Bancários da Caixa repudiam desmonte dos direitos dos trabalhadores em seminário sobre a Funcef

Participantes do Seminário lançaram manifesto em repúdio ao governo ilegítimo de Michel Temer e às medidas neoliberais do Congresso Nacional

Representantes das Apcefs de todo o Brasil e de entidades sindicais participaram nessa quarta e quinta-feira, 13 e 14, do Seminário Funcef e Previdência, em Brasília. A CPI dos Fundos de Pensão, o contecioso judicial, previdência social e complementar foram os principais temas discutidos durante o evento. Após os debates, os participantes aprovaram por unanimidade um manifesto em que denunciam a pauta neoliberal imposta pelo governo ilegítimo de Michel Temer e pelo Congresso Nacional.

A falsa ideia de existência de déficit na Previdência Social foi tema do primeiro dia do debate do seminário. “O rombo na Previdência é um mito difundido pelos governos e pela grande mídia. É importante compreender que isso é uma forma de arranjar desculpas para promover reformas, como a previdenciária, com diversas retiradas de direitos para os trabalhadores e trabalhadoras”, diz a diretora do Sindibancários/ES, Lizandre Borges.

O balanço de 2015 da Funcef, o contencioso judicial e bandeiras de luta das entidades que atuam em defesa dos participantes e assistidos foram temas do segundo dia de debate. Na avaliação do presidente da Associação Nacional dos Participantes de Fundos de Pensão (Anapar), Antônio Bráulio de Carvalho, o momento exige uma grande articulação da sociedade para se defender das investidas que estão programadas por um governo que não tem o respaldo do voto. “Como não têm o respaldo social, eles não precisam prestar contas de seus atos, então o cenário é muito propício para a aprovação de medidas que visam favorecer o mercado em detrimento dos direitos da população”, afirmou.

Para envolver ainda mais bancários e bancárias, os participantes deliberaram também a realização de encontros regionais para discutir as ameaças aos direitos dos trabalhadores, com foco nas questões sobre aposentadoria.

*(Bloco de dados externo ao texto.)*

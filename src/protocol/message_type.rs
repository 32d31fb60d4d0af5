//! Network message kinds.
//!
//! The `MessageType` header field tells data-set messages apart from the
//! other kinds of network message sharing the same bus.

/// Literal identifying a data-set network message.
pub const DATA_MESSAGE_TYPE: &str = "ua-data";

/// Literal identifying a metadata network message.
pub const METADATA_MESSAGE_TYPE: &str = "ua-metadata";

/// Kind of a JSON network message.
#[derive(Debug, Clone, PartialEq, Eq, Hash)]
pub enum MessageType {
    /// Data-set message (`"ua-data"`).
    Data,
    /// Data-set metadata announcement (`"ua-metadata"`).
    MetaData,
    /// Any other kind, kept verbatim.
    Other(String),
}

impl MessageType {
    /// Parses a message type from its wire literal.
    #[must_use]
    pub fn from_wire(literal: &str) -> Self {
        match literal {
            DATA_MESSAGE_TYPE => Self::Data,
            METADATA_MESSAGE_TYPE => Self::MetaData,
            other => Self::Other(other.to_owned()),
        }
    }

    /// Returns the wire literal.
    #[must_use]
    pub fn as_str(&self) -> &str {
        match self {
            Self::Data => DATA_MESSAGE_TYPE,
            Self::MetaData => METADATA_MESSAGE_TYPE,
            Self::Other(literal) => literal,
        }
    }

    /// Returns true if this kind carries data-set messages.
    #[must_use]
    pub const fn is_data(&self) -> bool {
        matches!(self, Self::Data)
    }
}

#[cfg(test)]
mod tests {
    use super::*;

    #[test]
    fn test_message_type_from_wire() {
        assert_eq!(MessageType::from_wire("ua-data"), MessageType::Data);
        assert_eq!(MessageType::from_wire("ua-metadata"), MessageType::MetaData);
        assert_eq!(
            MessageType::from_wire("ua-status"),
            MessageType::Other("ua-status".into())
        );
    }

    #[test]
    fn test_is_data() {
        assert!(MessageType::Data.is_data());
        assert!(!MessageType::MetaData.is_data());
        assert!(!MessageType::Other("UA-DATA".into()).is_data());
        assert_eq!(MessageType::Other("x".into()).as_str(), "x");
    }
}
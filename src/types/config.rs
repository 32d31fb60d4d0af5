//! Reader and writer configuration.
//!
//! These are plain values handed to the codec by the host application.
//! They can be built in code with the builder methods or deserialized from
//! whatever configuration format the host uses.

use serde::{Deserialize, Serialize};

use crate::error::{Error, Result};
use crate::protocol::{
    DataSetFieldContentMask, DataSetMessageContentMask, NetworkMessageContentMask,
};
use crate::types::variant::BuiltInType;

/// Publisher identity a reader accepts.
#[derive(Debug, Clone, Default, PartialEq, Eq, Serialize, Deserialize)]
#[serde(rename_all = "snake_case")]
pub enum PublisherFilter {
    /// Accept messages from any publisher.
    #[default]
    Any,
    /// Accept only this publisher id (case-sensitive).
    Exact(String),
}

impl PublisherFilter {
    /// Checks a message's publisher id against this filter.
    ///
    /// `observed` is `None` when the message did not carry a publisher id.
    #[must_use]
    pub fn matches(&self, observed: Option<&str>) -> bool {
        match self {
            Self::Any => true,
            Self::Exact(expected) => observed == Some(expected.as_str()),
        }
    }
}

/// Version of a data set's metadata.
#[derive(Debug, Clone, Copy, Default, PartialEq, Eq, Hash, Serialize, Deserialize)]
pub struct ConfigurationVersion {
    /// Bumped on incompatible changes.
    pub major_version: u32,
    /// Bumped on compatible changes.
    pub minor_version: u32,
}

impl ConfigurationVersion {
    /// Creates a version.
    #[must_use]
    pub const fn new(major_version: u32, minor_version: u32) -> Self {
        Self {
            major_version,
            minor_version,
        }
    }

    /// Returns true if data written under `other` can be read under `self`.
    ///
    /// A zero major version on either side means "unversioned".
    #[must_use]
    pub const fn is_compatible_with(self, other: Self) -> bool {
        self.major_version == 0
            || other.major_version == 0
            || self.major_version == other.major_version
    }
}

/// Description of one data set field.
#[derive(Debug, Clone, PartialEq, Eq, Serialize, Deserialize)]
pub struct FieldMetaData {
    /// Field name as written on the wire.
    pub name: String,
    /// Type of the field (element type for arrays).
    pub built_in_type: BuiltInType,
    /// Whether the field holds a one-dimensional array.
    #[serde(default)]
    pub is_array: bool,
}

impl FieldMetaData {
    /// Creates a scalar field description.
    #[must_use]
    pub fn new(name: impl Into<String>, built_in_type: BuiltInType) -> Self {
        Self {
            name: name.into(),
            built_in_type,
            is_array: false,
        }
    }

    /// Marks the field as an array.
    #[must_use]
    pub fn array(mut self) -> Self {
        self.is_array = true;
        self
    }
}

/// Schema a reader expects.
#[derive(Debug, Clone, Default, PartialEq, Eq, Serialize, Deserialize)]
pub struct DataSetMetaData {
    /// Data set name.
    pub name: String,
    /// Fields in wire order.
    pub fields: Vec<FieldMetaData>,
    /// Metadata version.
    #[serde(default)]
    pub configuration_version: ConfigurationVersion,
}

impl DataSetMetaData {
    /// Creates metadata with no fields.
    #[must_use]
    pub fn new(name: impl Into<String>) -> Self {
        Self {
            name: name.into(),
            ..Self::default()
        }
    }

    /// Appends a field.
    #[must_use]
    pub fn field(mut self, field: FieldMetaData) -> Self {
        self.fields.push(field);
        self
    }

    /// Sets the metadata version.
    #[must_use]
    pub const fn version(mut self, version: ConfigurationVersion) -> Self {
        self.configuration_version = version;
        self
    }
}

/// Raw content masks a reader expects.
///
/// Kept as the integers the configuration carries; [`Self::masks`] checks
/// them before use.
#[derive(Debug, Clone, Copy, Default, PartialEq, Eq, Serialize, Deserialize)]
pub struct ReaderMessageSettings {
    /// Expected network message mask.
    pub network_message_content_mask: u32,
    /// Expected data set message mask.
    pub data_set_message_content_mask: u32,
    /// Expected field mask.
    pub data_set_field_content_mask: u32,
}

impl ReaderMessageSettings {
    /// Creates settings from typed masks.
    #[must_use]
    pub const fn new(
        network: NetworkMessageContentMask,
        data_set: DataSetMessageContentMask,
        field: DataSetFieldContentMask,
    ) -> Self {
        Self {
            network_message_content_mask: network.bits(),
            data_set_message_content_mask: data_set.bits(),
            data_set_field_content_mask: field.bits(),
        }
    }

    /// Returns the typed masks, or `None` if any carries unknown bits.
    #[must_use]
    pub const fn masks(
        &self,
    ) -> Option<(
        NetworkMessageContentMask,
        DataSetMessageContentMask,
        DataSetFieldContentMask,
    )> {
        let Some(network) = NetworkMessageContentMask::from_bits(self.network_message_content_mask)
        else {
            return None;
        };
        let Some(data_set) =
            DataSetMessageContentMask::from_bits(self.data_set_message_content_mask)
        else {
            return None;
        };
        let Some(field) = DataSetFieldContentMask::from_bits(self.data_set_field_content_mask)
        else {
            return None;
        };
        Some((network, data_set, field))
    }
}

/// Receiver-side configuration of one subscription.
#[derive(Debug, Clone, PartialEq, Eq, Serialize, Deserialize)]
pub struct ReaderConfig {
    /// Reader name, used in logs and events.
    pub name: String,
    /// Accepted publisher.
    #[serde(default)]
    pub publisher_id: PublisherFilter,
    /// Accepted writer id; 0 accepts any.
    #[serde(default)]
    pub data_set_writer_id: u16,
    /// Expected content masks.
    #[serde(default)]
    pub message_settings: Option<ReaderMessageSettings>,
    /// Expected schema.
    pub metadata: DataSetMetaData,
}

impl ReaderConfig {
    /// Creates a reader accepting any publisher and writer, without
    /// message settings.
    #[must_use]
    pub fn new(name: impl Into<String>, metadata: DataSetMetaData) -> Self {
        Self {
            name: name.into(),
            publisher_id: PublisherFilter::Any,
            data_set_writer_id: 0,
            message_settings: None,
            metadata,
        }
    }

    /// Accepts only the given publisher id.
    #[must_use]
    pub fn publisher(mut self, publisher_id: impl Into<String>) -> Self {
        self.publisher_id = PublisherFilter::Exact(publisher_id.into());
        self
    }

    /// Accepts only the given writer id.
    #[must_use]
    pub const fn writer_id(mut self, data_set_writer_id: u16) -> Self {
        self.data_set_writer_id = data_set_writer_id;
        self
    }

    /// Sets the expected content masks.
    #[must_use]
    pub const fn message_settings(mut self, settings: ReaderMessageSettings) -> Self {
        self.message_settings = Some(settings);
        self
    }

    /// Checks the configuration for values the codec cannot use.
    pub fn validate(&self) -> Result<()> {
        if matches!(&self.publisher_id, PublisherFilter::Exact(id) if id.is_empty()) {
            return Err(Error::InvalidConfig {
                reason: format!("reader {}: empty publisher id", self.name),
            });
        }
        if let Some(settings) = &self.message_settings {
            if settings.masks().is_none() {
                return Err(Error::InvalidConfig {
                    reason: format!("reader {}: unknown content mask bits", self.name),
                });
            }
        }
        Ok(())
    }
}

/// Writer-side configuration of one data set writer.
#[derive(Debug, Clone, PartialEq, Eq, Serialize, Deserialize)]
pub struct DataSetWriterConfig {
    /// Writer name.
    pub name: String,
    /// Writer id written into DataSetMessage headers.
    pub data_set_writer_id: u16,
    /// DataSetMessage header fields to write.
    #[serde(default)]
    pub data_set_message_content_mask: u32,
    /// Field encoding.
    #[serde(default)]
    pub data_set_field_content_mask: u32,
}

impl DataSetWriterConfig {
    /// Creates a writer with empty masks.
    #[must_use]
    pub fn new(name: impl Into<String>, data_set_writer_id: u16) -> Self {
        Self {
            name: name.into(),
            data_set_writer_id,
            data_set_message_content_mask: 0,
            data_set_field_content_mask: 0,
        }
    }

    /// Sets both content masks.
    #[must_use]
    pub const fn masks(
        mut self,
        data_set: DataSetMessageContentMask,
        field: DataSetFieldContentMask,
    ) -> Self {
        self.data_set_message_content_mask = data_set.bits();
        self.data_set_field_content_mask = field.bits();
        self
    }
}

/// Writer-side configuration of a group of writers sharing one
/// NetworkMessage.
#[derive(Debug, Clone, PartialEq, Eq, Serialize, Deserialize)]
pub struct WriterGroupConfig {
    /// Group name.
    pub name: String,
    /// Publisher id written when the mask asks for it.
    #[serde(default)]
    pub publisher_id: Option<String>,
    /// Data set class id written when the mask asks for it.
    #[serde(default)]
    pub data_set_class_id: Option<String>,
    /// Reply address written when the mask asks for it.
    #[serde(default)]
    pub reply_to: Option<String>,
    /// Network message mask.
    #[serde(default)]
    pub network_message_content_mask: u32,
    /// Writers of this group.
    #[serde(default)]
    pub writers: Vec<DataSetWriterConfig>,
}

impl WriterGroupConfig {
    /// Creates a group with no writers and an empty mask.
    #[must_use]
    pub fn new(name: impl Into<String>) -> Self {
        Self {
            name: name.into(),
            publisher_id: None,
            data_set_class_id: None,
            reply_to: None,
            network_message_content_mask: 0,
            writers: Vec::new(),
        }
    }

    /// Sets the publisher id.
    #[must_use]
    pub fn publisher(mut self, publisher_id: impl Into<String>) -> Self {
        self.publisher_id = Some(publisher_id.into());
        self
    }

    /// Sets the network message mask.
    #[must_use]
    pub const fn content_mask(mut self, mask: NetworkMessageContentMask) -> Self {
        self.network_message_content_mask = mask.bits();
        self
    }

    /// Appends a writer.
    #[must_use]
    pub fn writer(mut self, writer: DataSetWriterConfig) -> Self {
        self.writers.push(writer);
        self
    }

    /// Checks the configuration for values the codec cannot use.
    pub fn validate(&self) -> Result<()> {
        if NetworkMessageContentMask::from_bits(self.network_message_content_mask).is_none() {
            return Err(Error::InvalidConfig {
                reason: format!("writer group {}: unknown content mask bits", self.name),
            });
        }
        for writer in &self.writers {
            if DataSetMessageContentMask::from_bits(writer.data_set_message_content_mask)
                .is_none()
                || DataSetFieldContentMask::from_bits(writer.data_set_field_content_mask)
                    .is_none()
            {
                return Err(Error::InvalidConfig {
                    reason: format!("writer {}: unknown content mask bits", writer.name),
                });
            }
        }
        Ok(())
    }
}

#[cfg(test)]
mod tests {
    use super::*;

    #[test]
    fn test_publisher_filter() {
        assert!(PublisherFilter::Any.matches(None));
        assert!(PublisherFilter::Any.matches(Some("x")));

        let filter = PublisherFilter::Exact("Plant-A".into());
        assert!(filter.matches(Some("Plant-A")));
        assert!(!filter.matches(Some("plant-a")));
        assert!(!filter.matches(None));
    }

    #[test]
    fn test_settings_masks() {
        let settings = ReaderMessageSettings::new(
            NetworkMessageContentMask::NETWORK_MESSAGE_HEADER,
            DataSetMessageContentMask::SEQUENCE_NUMBER,
            DataSetFieldContentMask::RAW_DATA,
        );
        let (network, data_set, field) = settings.masks().unwrap();
        assert!(network.has_network_message_header());
        assert!(data_set.contains(DataSetMessageContentMask::SEQUENCE_NUMBER));
        assert!(field.contains(DataSetFieldContentMask::RAW_DATA));

        let malformed = ReaderMessageSettings {
            network_message_content_mask: 0x100,
            ..settings
        };
        assert!(malformed.masks().is_none());
    }

    #[test]
    fn test_reader_validate() {
        let metadata = DataSetMetaData::new("Boiler");
        assert!(ReaderConfig::new("r", metadata.clone()).validate().is_ok());
        assert!(ReaderConfig::new("r", metadata.clone()).publisher("").validate().is_err());

        let reader = ReaderConfig::new("r", metadata).message_settings(ReaderMessageSettings {
            data_set_field_content_mask: 0x80,
            ..ReaderMessageSettings::default()
        });
        assert!(matches!(reader.validate(), Err(Error::InvalidConfig { .. })));
    }

    #[test]
    fn test_version_compatibility() {
        let v1 = ConfigurationVersion::new(1, 0);
        assert!(v1.is_compatible_with(ConfigurationVersion::new(1, 7)));
        assert!(!v1.is_compatible_with(ConfigurationVersion::new(2, 0)));
        assert!(v1.is_compatible_with(ConfigurationVersion::default()));
    }

    #[test]
    fn test_reader_config_from_json() {
        let reader: ReaderConfig = serde_json::from_str(
            r#"{
                "name": "boiler",
                "publisher_id": {"exact": "Plant-A"},
                "message_settings": {
                    "network_message_content_mask": 1,
                    "data_set_message_content_mask": 0,
                    "data_set_field_content_mask": 0
                },
                "metadata": {
                    "name": "Boiler",
                    "fields": [{"name": "Temperature", "built_in_type": "Double"}]
                }
            }"#,
        )
        .unwrap();

        assert_eq!(reader.publisher_id, PublisherFilter::Exact("Plant-A".into()));
        assert_eq!(reader.data_set_writer_id, 0);
        assert_eq!(reader.metadata.fields[0].built_in_type, BuiltInType::Double);
        assert!(!reader.metadata.fields[0].is_array);
    }

    #[test]
    fn test_writer_group_validate() {
        let group = WriterGroupConfig::new("g")
            .content_mask(NetworkMessageContentMask::NETWORK_MESSAGE_HEADER)
            .writer(DataSetWriterConfig::new("w", 1));
        assert!(group.validate().is_ok());

        let mut bad = group;
        bad.writers[0].data_set_message_content_mask = 0xff;
        assert!(bad.validate().is_err());
    }
}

Ameaça aos fundos de pensão

O PLP 268/16, que tramita em regime de urgência na Câmara dos Deputados, é a ameaça mais latente aos fundos de pensão. A proposta do projeto é retirar a paridade entre participantes e patrocinadores na Diretoria e nos Conselhos Deliberativos e Fiscal. A medida põe fim à democratização dessas entidades, conquistada com muita luta pelos trabalhadores.

“Esse projeto de lei, cuja votação já foi adiada várias vezes em virtude da pressão dos trabalhadores e trabalhadoras, é mais um ataque aos nossos direitos, pois restringe a nossa representação nos fundos de pensão. Nossa luta é para que o projeto de lei seja arquivado”, afirma Lizandre.

Durante o seminário, também foi discutido o relatório da CPI dos Fundos de Pensão, com base na análise técnica do Dieese. “Pode até se questionar investimentos feitos pelos fundos, mas a própria comissão parlamentar reconhece que não há elementos significativos que comprovem que houve malversação de recursos”, ponderou o técnico do Dieese, Valmir Gôngora. Segundo ele, os fundos têm ativos de empresas que podem se recuperar em um quadro econômico mais favorável a investimentos e crescimento.

Sobre o fundo de pensão dos empregados da Caixa, a CPI reconhece, na página 711 do relatório, que “os contenciosos judiciais também têm importante impacto no déficit da Funcef. Já estão aprovisionados R$ 1,5 bilhão e outros R$ 6,2 bilhões ainda não foram contabilizados, tendo em vista a Funcef considerar o risco de perda inferior a 50%. Nesse montante destaca-se o CTVA. Trata-se de contencioso de natureza trabalhista”. Neste caso, a responsabilidade é da Caixa, não do participante e assistido.

O técnico do Dieese ressaltou ainda que a intenção de propagar a situação dos fundos de pensão como “insustentável” não passa de uma estratégia para dar ao mercado um “negócio” que representa 15% do PIB nacional, algo em torno de R$ 720 bilhões. “É preciso separar o que é déficit estrutural, causado,  por exemplo,  pelo contencioso e que tem que ser resolvido com equacionamento, do déficit conjuntural, causado pelos riscos inerentes ao mercado”, explicou Gôngora.